Consider what my history overview book lists in 1947: Princess Elizabeth got married. Camus wrote “The Plague” and Tennessee Williams wrote “A Streetcar Named Desire.” The Dead Sea Scolls were found and the sound barrier was broken for the first time by an airplane. Thor Heyerdahl crossed the Pacific on a raft and Bell laboratories invented the transistor. Henry Ford and Al Capone died. Dior introduced the “New Look” -- torpedo bras, tiny waists, and big skirts. Abstract expressionism was in and Jackson Pollock was becoming famous. In short, all the new ideas that always emerge from war technology and massive shifts in population were changing the world.
In these years I had a hard time. My growing long bones tortured me with leg aches, my developing adrenals (I guess) gave me far more trouble than when I hit puberty -- that is, night terrors. My teeth hurt. I needed glasses but no one listened to my whining about not being able to see, or maybe they’d say, “Well, you read too much.” My father’s concussion and my mother’s loss of her mother both happened in this two year period. We kids all had measles, chicken pox, and something more serious -- maybe scarlet fever -- but not whooping cough. We’d been vaccinated for smallpox. The girl next door had died of polio but that was before we were born. Pneumonia, tonsillitis -- they were expected. Also worms and funguses. We ate dirt, not quite on purpose. Our immune systems were pretty tough. I was lonesome. Except for books.
In those days we weren’t told anything, much less got explanations or even a chance to ask questions. Only recently have I realized that a strange secret on our street was that one of the boys who babysat us had committed suicide by hanging in Forest Park, a big woodsy area of Portland where gays met even in those days. I don’t know any more than that raw fact and the big dark area in conversations among grown women on the street.
I had my own ideas about self-therapy, probably from a book. When I was most terrified, I would pretend I was talking to myself at age forty, which I was certain would be old enough to understand everything. When I hit forty, I was in seminary.

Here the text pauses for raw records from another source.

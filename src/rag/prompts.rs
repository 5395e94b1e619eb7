//! Prompt template for document question answering

/// What the model is told to answer when the context does not cover the question
pub const NOT_IN_CONTEXT_ANSWER: &str = "The answer is not available in the context.";

/// Build the grounded question-answering prompt
pub fn build_prompt(context: &str, question: &str) -> String {
    format!(
        r#"Answer the question as detailed as possible from the provided context. If the answer contains any structured data like tables or lists, respond in the same format.
If the answer is not in the provided context, just say, "{NOT_IN_CONTEXT_ANSWER}" Do not provide a wrong answer.

Context:
{context}

Question:
{question}
"#
    )
}

#[cfg(test)]
mod tests {
    use super::*;

    #[test]
    fn test_prompt_contains_context_and_question() {
        let prompt = build_prompt("Rust was first released in 2015.", "When was Rust released?");

        let context_pos = prompt.find("Context:\nRust was first released in 2015.").unwrap();
        let question_pos = prompt.find("Question:\nWhen was Rust released?").unwrap();
        assert!(context_pos < question_pos);
    }

    #[test]
    fn test_prompt_keeps_grounding_instructions() {
        let prompt = build_prompt("", "q");
        assert!(prompt.contains("\"The answer is not available in the context.\""));
        assert!(prompt.contains("Do not provide a wrong answer."));
        assert!(prompt.contains("tables or lists"));
    }
}
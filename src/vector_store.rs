//! In-memory vector index over document chunks, persisted as JSON
//!
//! The index is small enough (one entry per chunk of the uploaded PDFs) that
//! an exact cosine scan is used for retrieval.

use std::path::Path;
use std::path::PathBuf;

use chrono::DateTime;
use chrono::Utc;
use serde::Deserialize;
use serde::Serialize;
use tracing::debug;
use tracing::info;
use uuid::Uuid;

use crate::documents::Chunk;
use crate::embeddings::EmbeddingService;
use crate::errors::DocRagError;
use crate::errors::Result;

/// File name of the index inside the index directory
pub const INDEX_FILE: &str = "index.json";

/// A chunk and its embedding
#[derive(Debug, Clone, Serialize, Deserialize)]
pub struct IndexEntry {
    pub id: Uuid,
    pub source: String,
    pub chunk_index: usize,
    pub text: String,
    pub vector: Vec<f32>,
}

/// A source file recorded in the index, identified by the SHA-256 of its bytes
#[derive(Debug, Clone, PartialEq, Eq, Serialize, Deserialize)]
pub struct IndexedDocument {
    pub source: String,
    pub content_hash: String,
}

/// A retrieved chunk with its similarity to the query
#[derive(Debug, Clone, PartialEq)]
pub struct ScoredChunk {
    pub source: String,
    pub chunk_index: usize,
    pub text: String,
    pub score: f32,
}

#[derive(Debug, Clone, Serialize, Deserialize)]
pub struct VectorStore {
    pub model: String,
    pub dimension: usize,
    pub created_at: DateTime<Utc>,
    #[serde(default)]
    documents: Vec<IndexedDocument>,
    entries: Vec<IndexEntry>,
}

impl VectorStore {
    /// Create an empty store for vectors of the given dimension
    pub fn new(model: impl Into<String>, dimension: usize) -> Self {
        Self {
            model: model.into(),
            dimension,
            created_at: Utc::now(),
            documents: Vec::new(),
            entries: Vec::new(),
        }
    }

    /// Embed every chunk and build an index from them
    pub async fn from_chunks(chunks: Vec<Chunk>, embeddings: &EmbeddingService) -> Result<Self> {
        let texts: Vec<String> = chunks.iter().map(|c| c.text.clone()).collect();
        let vectors = embeddings.generate_batch(&texts).await?;

        let mut store = Self::new(embeddings.model(), embeddings.dimension());
        for (chunk, vector) in chunks.into_iter().zip(vectors) {
            store.add(chunk, vector)?;
        }

        info!(
            "Built vector index with {} chunks from {} source(s)",
            store.len(),
            store.sources().len()
        );
        Ok(store)
    }

    /// Add one embedded chunk
    pub fn add(&mut self, chunk: Chunk, vector: Vec<f32>) -> Result<()> {
        if vector.len() != self.dimension {
            return Err(DocRagError::VectorStoreError(format!(
                "Invalid vector dimensions: expected {}, got {}",
                self.dimension,
                vector.len()
            )));
        }
        if vector.iter().any(|v| !v.is_finite()) {
            return Err(DocRagError::VectorStoreError(
                "Invalid vector values: contains NaN or Infinity".to_string(),
            ));
        }

        self.entries.push(IndexEntry {
            id: Uuid::new_v4(),
            source: chunk.source,
            chunk_index: chunk.index,
            text: chunk.text,
            vector,
        });
        Ok(())
    }

    /// The `k` chunks most similar to `query`, best first
    ///
    /// Equal scores keep insertion order.
    pub fn similarity_search(&self, query: &[f32], k: usize) -> Result<Vec<ScoredChunk>> {
        if query.len() != self.dimension {
            return Err(DocRagError::VectorStoreError(format!(
                "Query has {} dimensions, index has {}",
                query.len(),
                self.dimension
            )));
        }

        let mut scored: Vec<(f32, &IndexEntry)> = self
            .entries
            .iter()
            .map(|entry| (cosine_similarity(query, &entry.vector), entry))
            .collect();

        scored.sort_by(|a, b| b.0.total_cmp(&a.0));

        let results: Vec<ScoredChunk> = scored
            .into_iter()
            .take(k)
            .map(|(score, entry)| ScoredChunk {
                source: entry.source.clone(),
                chunk_index: entry.chunk_index,
                text: entry.text.clone(),
                score,
            })
            .collect();

        debug!("Similarity search returned {} of {} chunks", results.len(), self.len());
        Ok(results)
    }

    /// Write the index to `dir/index.json`, creating `dir` if needed
    ///
    /// The file is written next to its final name and renamed into place so a
    /// concurrent reader never sees a partial index.
    pub fn save_local(&self, dir: impl AsRef<Path>) -> Result<()> {
        let dir = dir.as_ref();
        std::fs::create_dir_all(dir)?;

        let final_path = index_file(dir);
        let tmp_path = dir.join(format!("{INDEX_FILE}.tmp"));
        std::fs::write(&tmp_path, serde_json::to_vec(self)?)?;
        std::fs::rename(&tmp_path, &final_path)?;

        info!("Saved vector index ({} chunks) to {}", self.len(), final_path.display());
        Ok(())
    }

    /// Read an index previously written by [`VectorStore::save_local`]
    pub fn load_local(dir: impl AsRef<Path>) -> Result<Self> {
        let dir = dir.as_ref();
        let path = index_file(dir);
        if !path.exists() {
            return Err(DocRagError::IndexNotFound(dir.display().to_string()));
        }

        let bytes = std::fs::read(&path)?;
        let store: Self = serde_json::from_slice(&bytes)?;

        if let Some(bad) = store.entries.iter().find(|e| e.vector.len() != store.dimension) {
            return Err(DocRagError::VectorStoreError(format!(
                "Corrupt index {}: entry {} has {} dimensions, expected {}",
                path.display(),
                bad.id,
                bad.vector.len(),
                store.dimension
            )));
        }

        debug!("Loaded vector index with {} chunks from {}", store.len(), path.display());
        Ok(store)
    }

    /// Whether a saved index exists in `dir`
    pub fn exists(dir: impl AsRef<Path>) -> bool {
        index_file(dir.as_ref()).exists()
    }

    pub fn len(&self) -> usize {
        self.entries.len()
    }

    pub fn is_empty(&self) -> bool {
        self.entries.is_empty()
    }

    /// Distinct source names, in first-seen order
    pub fn sources(&self) -> Vec<&str> {
        let mut sources: Vec<&str> = Vec::new();
        for entry in &self.entries {
            if !sources.contains(&entry.source.as_str()) {
                sources.push(&entry.source);
            }
        }
        sources
    }

    pub fn entries(&self) -> &[IndexEntry] {
        &self.entries
    }

    /// Record a source file and its content hash
    pub fn record_document(&mut self, source: impl Into<String>, content_hash: impl Into<String>) {
        self.documents.push(IndexedDocument {
            source: source.into(),
            content_hash: content_hash.into(),
        });
    }

    /// Source files the index was built from
    pub fn documents(&self) -> &[IndexedDocument] {
        &self.documents
    }

    /// Whether a file with this content hash is already indexed
    pub fn contains_hash(&self, content_hash: &str) -> bool {
        self.documents.iter().any(|d| d.content_hash == content_hash)
    }
}

fn index_file(dir: &Path) -> PathBuf {
    dir.join(INDEX_FILE)
}

/// Cosine similarity; 0 when either vector has zero norm
pub fn cosine_similarity(a: &[f32], b: &[f32]) -> f32 {
    let dot_product: f32 = a.iter().zip(b.iter()).map(|(x, y)| x * y).sum();
    let norm_a: f32 = a.iter().map(|x| x * x).sum::<f32>().sqrt();
    let norm_b: f32 = b.iter().map(|x| x * x).sum::<f32>().sqrt();
    if norm_a == 0.0 || norm_b == 0.0 {
        return 0.0;
    }
    dot_product / (norm_a * norm_b)
}
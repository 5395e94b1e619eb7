//! CLI command handlers
//!
//! - serve: API server
//! - rag: ingestion and questions from the command line
//! - info: configuration display

pub mod info;
pub mod rag;
pub mod serve;

pub use info::*;
pub use rag::*;
pub use serve::*;
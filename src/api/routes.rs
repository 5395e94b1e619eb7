//! API route definitions

use axum::extract::DefaultBodyLimit;
use axum::routing::get;
use axum::routing::post;
use axum::Router;
use tower::ServiceBuilder;
use tower_http::compression::CompressionLayer;
use tower_http::cors::Any;
use tower_http::cors::CorsLayer;
use tower_http::trace::TraceLayer;

use super::handlers;
use super::handlers::AppState;
use crate::config::ServerConfig;

/// Create the application router
pub fn api_routes(state: AppState) -> Router {
    Router::new()
        .route("/", get(handlers::home))
        .route("/static/app.js", get(handlers::app_js))
        .route("/health", get(handlers::health))
        .route("/process_pdf", post(handlers::process_pdf))
        .route("/query", post(handlers::query))
        .with_state(state)
}

/// Router with the middleware stack the server runs with
pub fn app(state: AppState, server: &ServerConfig) -> Router {
    let mut app = api_routes(state).layer(
        ServiceBuilder::new()
            .layer(TraceLayer::new_for_http())
            .layer(CompressionLayer::new())
            .layer(DefaultBodyLimit::max(server.max_upload_bytes)),
    );

    if server.enable_cors {
        let cors = CorsLayer::new()
            .allow_origin(Any)
            .allow_methods(Any)
            .allow_headers(Any);
        app = app.layer(cors);
    }

    app
}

Asking more questions. Remembering, I tried to frame up some kind of advice to myself at eight. Didn’t come up with much.
At nearly seventy-three I have more ideas. Among the best is abolishing public schools in the form they take now. Totally reworking the education of teachers. I still like one-room schoolhouses, though when Piegan Institute tried to return to them for the Blackfeet Immersion School, the teachers found they lost too much in terms of efficiency and scale. There are things you can do with fifty kids that you can’t with ten, not least of which is teacher collaboration. But that was before the Internet.
Mentioning Cuts Wood School leads me to the not-so-irrelevant comment that at Vernon (in Portland, Oregon) there were two exceptional elementary teachers who were American Indian: Miss Colbert was my fourth grade teacher and Mrs. Eagle was the one who figured out that Mark’s missing puzzle piece that kept him from reading was simply phonics. A little drill and he was on his way. I think they felt their classes were tribes rather than assembly lines. They valued community more than manufacturing.